For conceptual change, questions for certain concepts were selected to compare the performance of the students in the pre-test and post-test with regard to their ability to grasp the concept. Some of these topics were topics where students are known to have misconceptions

With regard to the usability questionnaire, the Likert-scale was evaluated (Strongly Agree = 5, Agree= 4, Neither Agree nor Disagree = 3, Disagree = 2, Strongly Disagree = 1) and then, the frequency and

138

percentage table was produced for each item on the questionnaire. The aim was to calculate the mean (average) of each item and compare the value of the item to the cut-off values shown in the table. This served as data verification for each item as follows: if the item mean (or average) was between 5 and 4, the students’ responses were very positive on this item, and if the item mean was between 3.99 and 3, the students’ responses were positive, and from 2.99 to 2 negative, and finally from1.99 to 1 is very negative.

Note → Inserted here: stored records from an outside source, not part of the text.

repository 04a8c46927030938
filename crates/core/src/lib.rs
pub mod annotation;
pub mod capture;
pub mod detection;
pub mod pipeline;
pub mod shared;
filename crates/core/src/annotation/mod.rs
pub mod domain;
pub mod infrastructure;
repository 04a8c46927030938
use std::path::Path;

use image::GrayImage;
use opencv::core::{Rect, Size, Vector};
use opencv::objdetect::{self, CascadeClassifier};
use opencv::prelude::*;

use crate::detection::domain::cascade_model::{CascadeLoader, CascadeModel, MultiScaleParams};
use crate::detection::domain::detection::BoundingBox;
use crate::detection::domain::errors::{DetectionError, ModelLoadError};
use crate::shared::opencv_mat::gray_to_mat;

/// Loads Haar/LBP XML cascades with OpenCV.
pub struct OpenCvCascadeLoader;

impl CascadeLoader for OpenCvCascadeLoader {
    fn load(&self, path: &Path) -> Result<Box<dyn CascadeModel>, ModelLoadError> {
        let invalid = |reason: String| ModelLoadError::Invalid {
            path: path.to_path_buf(),
            reason,
        };
        let path_str = path
            .to_str()
            .ok_or_else(|| invalid("path is not valid UTF-8".to_string()))?;
        let classifier = CascadeClassifier::new(path_str).map_err(|e| invalid(e.to_string()))?;
        if classifier.empty().map_err(|e| invalid(e.to_string()))? {
            return Err(invalid("file did not contain a cascade".to_string()));
        }
        Ok(Box::new(OpenCvCascade { classifier }))
    }
}

struct OpenCvCascade {
    classifier: CascadeClassifier,
}

// Safety: the classifier is only touched through `&mut self` behind the
// selector's lock.
unsafe impl Send for OpenCvCascade {}

impl CascadeModel for OpenCvCascade {
    fn detect_multi_scale(
        &mut self,
        gray: &GrayImage,
        params: &MultiScaleParams,
    ) -> Result<Vec<BoundingBox>, DetectionError> {
        let mat = gray_to_mat(gray)?;
        let mut faces = Vector::<Rect>::new();
        let min = params.min_size as i32;
        self.classifier.detect_multi_scale(
            &mat,
            &mut faces,
            params.scale_factor,
            params.min_neighbors,
            objdetect::CASCADE_SCALE_IMAGE,
            Size::new(min, min),
            Size::default(),
        )?;
        Ok(faces
            .iter()
            .map(|r| BoundingBox::new(r.x as f32, r.y as f32, r.width as f32, r.height as f32))
            .collect())
    }
}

5.6.2 Analysis of qualitative data

The qualitative measurement tool in this study was the interview. Analysis means interpreting the information provided by the informant and relating it to the main objectives of the study. All the science teachers refused to use tape recorders; thus, information was gathered by writing notes manually (i.e. hand-written notes) instead of tape-recording.

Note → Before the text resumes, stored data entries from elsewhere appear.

pub mod camera_factory;
#[cfg(feature = "opencv")]
pub mod opencv_camera;
pub mod synthetic_source;
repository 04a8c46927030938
use crate::capture::domain::capture_backend::CaptureBackend;
use crate::shared::frame::Frame;

/// The capture device could not be opened.
#[derive(Debug, thiserror::Error)]
pub enum DeviceError {
    #[error("camera {index} could not be opened with the {backend} backend")]
    OpenFailed { index: u32, backend: CaptureBackend },

    #[error("capture backend error: {0}")]
    Backend(String),

    #[error("camera capture unavailable in this build: {0}")]
    Unsupported(String),
}

/// One frame could not be pulled from the device.
#[derive(Debug, thiserror::Error)]
pub enum CaptureError {
    /// Read attempted on a closed source. Indicates a sequencing bug.
    #[error("capture device is not open")]
    NotOpen,

    /// The device returned no pixels. Transient; skip the tick.
    #[error("empty frame grabbed")]
    EmptyFrame,

    #[error("capture failed: {0}")]
    Device(String),
}

#[cfg(feature = "opencv")]
impl From<opencv::Error> for DeviceError {
    fn from(e: opencv::Error) -> Self {
        DeviceError::Backend(e.to_string())
    }
}

#[cfg(feature = "opencv")]
impl From<opencv::Error> for CaptureError {
    fn from(e: opencv::Error) -> Self {
        CaptureError::Device(e.to_string())
    }
}

/// Owns a capture-device handle and pulls frames synchronously.
///
/// `open` fails explicitly rather than leaving a half-open handle, and
/// `read_frame` never returns a zero-size frame.
pub trait FrameSource: Send {
    fn open(&mut self) -> Result<(), DeviceError>;

    fn read_frame(&mut self) -> Result<Frame, CaptureError>;

    /// Idempotent; safe on an already closed source.
    fn close(&mut self);

    fn is_open(&self) -> bool;

    /// Human-readable identity for log lines.
    fn describe(&self) -> String {
        "frame source".to_string()
    }
}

Science teacher interviews were conducted in two parts; First interview was before simulation intervention started - the aim to request the personal information of science teachers, in addition to their attitude in general toward ICT in education. Second interview was conducted after finished for the experimental - i.e. after finished of simulation intervention - the aim was to explore teachers’ impressions and opinions of the use of the ICSS program in science teaching. The interview for each teacher lasted for nearly, but- not more than - 30 minutes.

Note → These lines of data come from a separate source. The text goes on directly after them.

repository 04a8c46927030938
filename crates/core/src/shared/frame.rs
use image::{GrayImage, RgbImage};
use ndarray::ArrayView3;

/// A single camera frame: contiguous bytes in row-major order, either RGB
/// (3 channels) or grayscale (1 channel).
///
/// Device-specific pixel layouts (BGR, padded strides) are converted at the
/// capture boundary; everything downstream sees packed RGB or luma.
#[derive(Clone, Debug)]
pub struct Frame {
    data: Vec<u8>,
    width: u32,
    height: u32,
    channels: u8,
    index: usize,
}

impl Frame {
    pub fn new(data: Vec<u8>, width: u32, height: u32, channels: u8, index: usize) -> Self {
        debug_assert_eq!(
            data.len(),
            (width as usize) * (height as usize) * (channels as usize),
            "data length must equal width * height * channels"
        );
        Self {
            data,
            width,
            height,
            channels,
            index,
        }
    }

    pub fn from_rgb_image(image: RgbImage, index: usize) -> Self {
        let (width, height) = image.dimensions();
        Self::new(image.into_raw(), width, height, 3, index)
    }

    pub fn from_gray_image(image: GrayImage, index: usize) -> Self {
        let (width, height) = image.dimensions();
        Self::new(image.into_raw(), width, height, 1, index)
    }

    pub fn data(&self) -> &[u8] {
        &self.data
    }

    pub fn width(&self) -> u32 {
        self.width
    }

    pub fn height(&self) -> u32 {
        self.height
    }

    pub fn channels(&self) -> u8 {
        self.channels
    }

    pub fn index(&self) -> usize {
        self.index
    }

    pub fn is_grayscale(&self) -> bool {
        self.channels == 1
    }

    /// True when the frame has no pixels. Sources never hand these out.
    pub fn is_empty(&self) -> bool {
        self.width == 0 || self.height == 0 || self.data.is_empty()
    }

    pub fn as_ndarray(&self) -> ArrayView3<'_, u8> {
        ArrayView3::from_shape(self.shape(), &self.data)
            .expect("Frame data length must match dimensions")
    }

    /// Luma view of the frame. RGB frames are converted with the Rec. 601
    /// weights used by `image::imageops::grayscale`.
    pub fn to_gray_image(&self) -> GrayImage {
        if self.is_grayscale() {
            return GrayImage::from_raw(self.width, self.height, self.data.clone())
                .unwrap_or_else(|| GrayImage::new(self.width, self.height));
        }
        image::imageops::grayscale(&self.to_rgb_image())
    }

    /// Returns a single-channel copy of this frame with the same index.
    pub fn to_grayscale(&self) -> Frame {
        if self.is_grayscale() {
            return self.clone();
        }
        Frame::from_gray_image(self.to_gray_image(), self.index)
    }

    /// Consumes the frame into an RGB image, promoting grayscale by
    /// replicating the luma channel.
    pub fn into_rgb_image(self) -> RgbImage {
        let (width, height) = (self.width, self.height);
        let data = if self.is_grayscale() {
            self.data.iter().flat_map(|&v| [v, v, v]).collect()
        } else {
            self.data
        };
        RgbImage::from_raw(width, height, data).unwrap_or_else(|| RgbImage::new(width, height))
    }

    fn to_rgb_image(&self) -> RgbImage {
        self.clone().into_rgb_image()
    }

    fn shape(&self) -> (usize, usize, usize) {
        (
            self.height as usize,
            self.width as usize,
            self.channels as usize,
        )
    }
}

While the students’ interviews were held in a meeting room of the school, and recording was not used in order to allow students to talk freely. These interviews aim to examine their post-test scores and their responses to questionnaires – i.e. their attitude toward science and simulation program usability in science teaching and learning - by asking how and why, as open questions, and observing the students’ gesticulations is very important during the interview for analysis. School management provided the phone numbers of parents to make them familiar with this issue and to help parents trust to the interviewer and allow an interview with their children to learn their opinions about the usage of the simulation program. The interview would not be more than 15 minutes in length.

To conduct the interview analysis, I started with identifying desired topics from the interview; an example being teachers’ trends and opinions about benefits of ICT in the education process in general and for science education in particular; students’ feelings while using ICSS according to their

observations during lessons. And for the students’ interview themes: student trends in technology, their opinion of the ICSS program in regard to usage as both a user and as an educational tool for lesson

139

display. Then after I finished the interview, I read the interviews several times to write down any impressions from the data that may be relevant to each topic or theme, and which may be useful later was conducted. After that distribution of responses for both science teachers and students under each topic or theme has been conducted. Finally, the responses for both science teachers and students were shown using the narrative (transcript) method under each topic or theme, taking into account the need to show the participant responses in a coherent and sequential form to achieve the objective of the interview.